Stockholm Statement Urges MDGs Summit to Highlight Water,Sanitation
Anchor: There have been calls on world leaders to highlight the issue of water and sanitation during the upcoming summit to review the United Nations' Millennium Development Goals, MDGs.
The message was contained in a statement adopted at a conference to observe World Water Week in Stockholm, Sweden on Friday.
Our London correspondent Tu Yun attended the week-long event and filed this report.
The Stockholm Statement says inadequate access to water and sanitation deprives billions of people, especially women and girls, of opportunities, dignity, safety and wellbeing.
Improved water management is key to food production, especially in a changing climate. And clean water and sanitation are among the most powerful preventative measures for child mortality.
Anders Berntell is Executive Director of the Stockholm International Water Institute and organizer.
"Good management of water resources and provision of drinking water and sanitation is a prerequisite for fulfilling all the MDGs. However, water is still not recognized as one of the most important cross-cutting issues that need to be addressed for the fulfillment of all the MDGs. Therefore we still believe there is a need for a statement."

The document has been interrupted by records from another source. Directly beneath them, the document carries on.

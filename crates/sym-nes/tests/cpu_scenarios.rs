//! Concrete end-to-end CPU scenarios.
//!
//! Builds minimal NROM images as byte arrays with the code under test at
//! $C000 and the reset vector pointing there, then steps a root context
//! cycle by cycle and checks registers and flags.

use sym_ast::AstManager;
use sym_nes::{Context, StepOutcome};

/// Build a 16K NROM image with `code` at $C000 and reset vector ($00, $C0).
fn build_rom(code: &[u8]) -> Vec<u8> {
    let mut rom = vec![0u8; 16 + 0x4000];
    rom[0..4].copy_from_slice(b"NES\x1a");
    rom[4] = 1; // 1 x 16K PRG
    rom[5] = 0; // no CHR

    // 16K PRG mirrors into $8000-$FFFF; $C000 is PRG offset 0.
    rom[16..16 + code.len()].copy_from_slice(code);
    rom[16 + 0x3FFC] = 0x00; // Reset vector low
    rom[16 + 0x3FFD] = 0xC0; // Reset vector high
    rom
}

fn boot(m: &mut AstManager, code: &[u8]) -> Context {
    let mut ctx = Context::new(m);
    ctx.load_ines(m, &build_rom(code)).unwrap();
    ctx
}

fn run(m: &mut AstManager, ctx: &mut Context, cycles: u64) {
    for _ in 0..cycles {
        match ctx.step(m).unwrap() {
            StepOutcome::Continue => {}
            StepOutcome::Forked(..) => panic!("unexpected fork in a concrete program"),
        }
    }
}

#[test]
fn reset_sequence_loads_the_vector() {
    let mut m = AstManager::new();
    let mut ctx = boot(&mut m, &[0xA9, 0x01]);

    run(&mut m, &mut ctx, 7);

    assert_eq!(m.value(ctx.cpu_pc()), Some(0xC000));
    assert_eq!(m.value(ctx.flag_i()), Some(1));
    // Reset burns three stack slots: SP ends at -3.
    assert_eq!(m.value(ctx.cpu_sp()), Some(0xFD));
}

#[test]
fn cycle_count_increments_by_one_per_step() {
    let mut m = AstManager::new();
    let mut ctx = boot(&mut m, &[0xA9, 0x01]);

    for expected in 1..=9 {
        ctx.step(&mut m).unwrap();
        assert_eq!(ctx.cpu_cycle_count(), expected);
        assert_eq!(ctx.step_count(), expected);
    }
}

#[test]
fn lda_immediate_after_reset() {
    // Scenario A: LDA #1 lands in A after 7 + 2 cycles.
    let mut m = AstManager::new();
    let mut ctx = boot(&mut m, &[0xA9, 0x01]);

    run(&mut m, &mut ctx, 7 + 2);

    assert_eq!(m.value(ctx.cpu_a()), Some(0x01));
    assert_eq!(m.value(ctx.cpu_pc()), Some(0xC002));
    assert_eq!(m.value(ctx.flag_z()), Some(0));
    assert_eq!(m.value(ctx.flag_n()), Some(0));
}

#[test]
fn lda_sets_zero_and_negative_flags() {
    let mut m = AstManager::new();
    let mut ctx = boot(&mut m, &[0xA9, 0x00, 0xA9, 0x80]);

    run(&mut m, &mut ctx, 7 + 2);
    assert_eq!(m.value(ctx.flag_z()), Some(1));
    assert_eq!(m.value(ctx.flag_n()), Some(0));

    run(&mut m, &mut ctx, 2);
    assert_eq!(m.value(ctx.cpu_a()), Some(0x80));
    assert_eq!(m.value(ctx.flag_z()), Some(0));
    assert_eq!(m.value(ctx.flag_n()), Some(1));
}

#[test]
fn cmp_immediate_sets_carry() {
    // Scenario B: LDA #$0C; CMP #$07.
    let mut m = AstManager::new();
    let mut ctx = boot(&mut m, &[0xA9, 0x0C, 0xC9, 0x07]);

    run(&mut m, &mut ctx, 7 + 2 + 2);

    assert_eq!(m.value(ctx.cpu_a()), Some(0x0C));
    assert_eq!(m.value(ctx.flag_c()), Some(1));
    assert_eq!(m.value(ctx.flag_z()), Some(0));
    assert_eq!(m.value(ctx.flag_n()), Some(0));
}

#[test]
fn branch_taken_skips_over_a_byte() {
    // Scenario C: LDA #1; BNE +1; BRK; LDA #42. The branch lands past the
    // BRK filler.
    let mut m = AstManager::new();
    let mut ctx = boot(&mut m, &[0xA9, 0x01, 0xD0, 0x01, 0x00, 0xA9, 0x2A]);

    run(&mut m, &mut ctx, 7 + 2 + 3 + 2);

    assert_eq!(m.value(ctx.cpu_a()), Some(0x2A));
    assert_eq!(m.value(ctx.cpu_pc()), Some(0xC007));
}

#[test]
fn branch_not_taken_takes_two_cycles() {
    // LDA #0 sets Z, so BNE falls through to the next instruction.
    let mut m = AstManager::new();
    let mut ctx = boot(&mut m, &[0xA9, 0x00, 0xD0, 0x01, 0xA9, 0x2A, 0xA9, 0x07]);

    run(&mut m, &mut ctx, 7 + 2 + 2 + 2);

    assert_eq!(m.value(ctx.cpu_a()), Some(0x2A));
}

#[test]
fn beq_follows_the_zero_flag() {
    // LDA #0; BEQ +1; BRK; LDA #$11.
    let mut m = AstManager::new();
    let mut ctx = boot(&mut m, &[0xA9, 0x00, 0xF0, 0x01, 0x00, 0xA9, 0x11]);

    run(&mut m, &mut ctx, 7 + 2 + 3 + 2);
    assert_eq!(m.value(ctx.cpu_a()), Some(0x11));
}

#[test]
fn branches_crossing_a_page_cost_four_cycles() {
    // Code placed near the end of page $C0 so taken branches escape it in
    // both directions.
    //
    // $C0F0: LDA #1
    // $C0F2: BNE +$10  -> PC $C0F4 + $10 = $C104 (forward cross)
    // $C104: BNE -$10  -> PC $C106 - $10 = $C0F6 (backward cross)
    let mut rom = vec![0u8; 16 + 0x4000];
    rom[0..4].copy_from_slice(b"NES\x1a");
    rom[4] = 1;
    rom[16 + 0x0F0] = 0xA9;
    rom[16 + 0x0F1] = 0x01;
    rom[16 + 0x0F2] = 0xD0;
    rom[16 + 0x0F3] = 0x10;
    rom[16 + 0x104] = 0xD0;
    rom[16 + 0x105] = 0xF0;
    rom[16 + 0x3FFC] = 0xF0;
    rom[16 + 0x3FFD] = 0xC0;

    let mut m = AstManager::new();
    let mut ctx = Context::new(&mut m);
    ctx.load_ines(&mut m, &rom).unwrap();

    run(&mut m, &mut ctx, 7 + 2 + 4);
    assert_eq!(m.value(ctx.cpu_pc()), Some(0xC104));

    run(&mut m, &mut ctx, 4);
    assert_eq!(m.value(ctx.cpu_pc()), Some(0xC0F6));
}

#[test]
fn and_immediate_masks_the_accumulator() {
    // LDA #$F0; AND #$3C.
    let mut m = AstManager::new();
    let mut ctx = boot(&mut m, &[0xA9, 0xF0, 0x29, 0x3C]);

    run(&mut m, &mut ctx, 7 + 2 + 2);

    assert_eq!(m.value(ctx.cpu_a()), Some(0x30));
    assert_eq!(m.value(ctx.flag_z()), Some(0));
    assert_eq!(m.value(ctx.flag_n()), Some(0));
}

#[test]
fn stx_writes_the_x_register() {
    // LDX #$42; STX $0020.
    let mut m = AstManager::new();
    let mut ctx = boot(&mut m, &[0xA2, 0x42, 0x8E, 0x20, 0x00]);

    run(&mut m, &mut ctx, 7 + 2 + 4);

    assert_eq!(m.value(ctx.cpu_x()), Some(0x42));
    assert_eq!(m.value(ctx.read_ram(0x0020)), Some(0x42));
}

#[test]
fn ldy_sets_negative_and_sty_stores() {
    // LDY #$99; STY $0021.
    let mut m = AstManager::new();
    let mut ctx = boot(&mut m, &[0xA0, 0x99, 0x8C, 0x21, 0x00]);

    run(&mut m, &mut ctx, 7 + 2);
    assert_eq!(m.value(ctx.cpu_y()), Some(0x99));
    assert_eq!(m.value(ctx.flag_n()), Some(1));

    run(&mut m, &mut ctx, 4);
    assert_eq!(m.value(ctx.read_ram(0x0021)), Some(0x99));
}

#[test]
fn absolute_loads_read_through_the_bus() {
    // STA $0010; LDA #0; LDA $0010 — store then load back through RAM.
    let mut m = AstManager::new();
    let mut ctx = boot(
        &mut m,
        &[0xA9, 0x55, 0x8D, 0x10, 0x00, 0xA9, 0x00, 0xAD, 0x10, 0x00],
    );

    // LDA #$55 (2) + STA abs (4) + LDA #0 (2) + LDA abs (4)
    run(&mut m, &mut ctx, 7 + 2 + 4 + 2 + 4);

    assert_eq!(m.value(ctx.cpu_a()), Some(0x55));
    assert_eq!(m.value(ctx.read_ram(0x0010)), Some(0x55));
}

#[test]
fn absolute_indexed_pays_for_page_crossing() {
    // LDX is needed to index, so drive X via LDX #imm.
    // LDX #$01; LDA $00FF,X -> crosses into $0100, 5 cycles.
    let mut m = AstManager::new();
    let mut ctx = boot(&mut m, &[0xA2, 0x01, 0xBD, 0xFF, 0x00]);

    // Reset + LDX imm (2) + LDA abs,X with cross (5).
    run(&mut m, &mut ctx, 7 + 2 + 5);

    // The load came from $0100 (RAM, zero) and the PC moved on.
    assert_eq!(m.value(ctx.cpu_a()), Some(0x00));
    assert_eq!(m.value(ctx.cpu_pc()), Some(0xC005));
}

#[test]
fn absolute_indexed_without_crossing_takes_four_cycles() {
    // LDX #$01; LDA $C000,X reads the LDX opcode byte back.
    let mut m = AstManager::new();
    let mut ctx = boot(&mut m, &[0xA2, 0x01, 0xBD, 0x00, 0xC0]);

    run(&mut m, &mut ctx, 7 + 2 + 4);

    assert_eq!(m.value(ctx.cpu_a()), Some(0x01)); // $C001 holds $01
    assert_eq!(m.value(ctx.cpu_pc()), Some(0xC005));
}

#[test]
fn two_runs_are_bitwise_identical() {
    // Concrete determinism: no symbolic inputs — every observable register
    // value matches cycle for cycle across two fresh runs.
    let code = [0xA9, 0x0C, 0xC9, 0x07, 0xD0, 0x01, 0x00, 0xA9, 0x2A];

    let observe = |cycles: u64| -> Vec<(Option<u32>, Option<u32>, Option<u32>, Option<u32>)> {
        let mut m = AstManager::new();
        let mut ctx = boot(&mut m, &code);
        let mut trace = Vec::new();
        for _ in 0..cycles {
            ctx.step(&mut m).unwrap();
            trace.push((
                m.value(ctx.cpu_a()),
                m.value(ctx.cpu_pc()),
                m.value(ctx.flag_z()),
                m.value(ctx.flag_c()),
            ));
        }
        trace
    };

    // 7 reset + 2 + 2 + 3 + 2 = the whole program.
    assert_eq!(observe(16), observe(16));
}

#[test]
fn unimplemented_opcode_is_fatal() {
    let mut m = AstManager::new();
    let mut ctx = boot(&mut m, &[0xEA]); // NOP is outside the subset

    run(&mut m, &mut ctx, 7);
    let err = ctx.step(&mut m).unwrap_err();
    assert!(matches!(err, sym_nes::Error::UnimplementedOpcode(0xEA)));
}

#[test]
fn unimplemented_addressing_mode_is_fatal() {
    let mut m = AstManager::new();
    let mut ctx = boot(&mut m, &[0xA5, 0x10]); // LDA zp decodes but has no micro-sequence

    run(&mut m, &mut ctx, 7);
    let err = ctx.step(&mut m).unwrap_err();
    assert!(matches!(
        err,
        sym_nes::Error::UnimplementedAddressingMode(sym_nes::AddressingMode::Zpg)
    ));
}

The Stockholm Statement was overwhelmingly passed as the annual meeting came to a close in the Swedish capital city.
Margaret Catley-Carlson, Chair of the Global Agenda Council on Water Security for the World Economic Forum, thus made the evocation on behalf of the delegates.
"We ask that the high level plenary meeting raise international commitments from all governments for the provision of water and sanitation for all, with a five-year push on sanitation which is lagging even further behind than water."
High Level Plenary Meeting on the Millennium Development Goals will be held in New York in some ten days.
Tu Yun, CRI news, Stockholm, Sweden.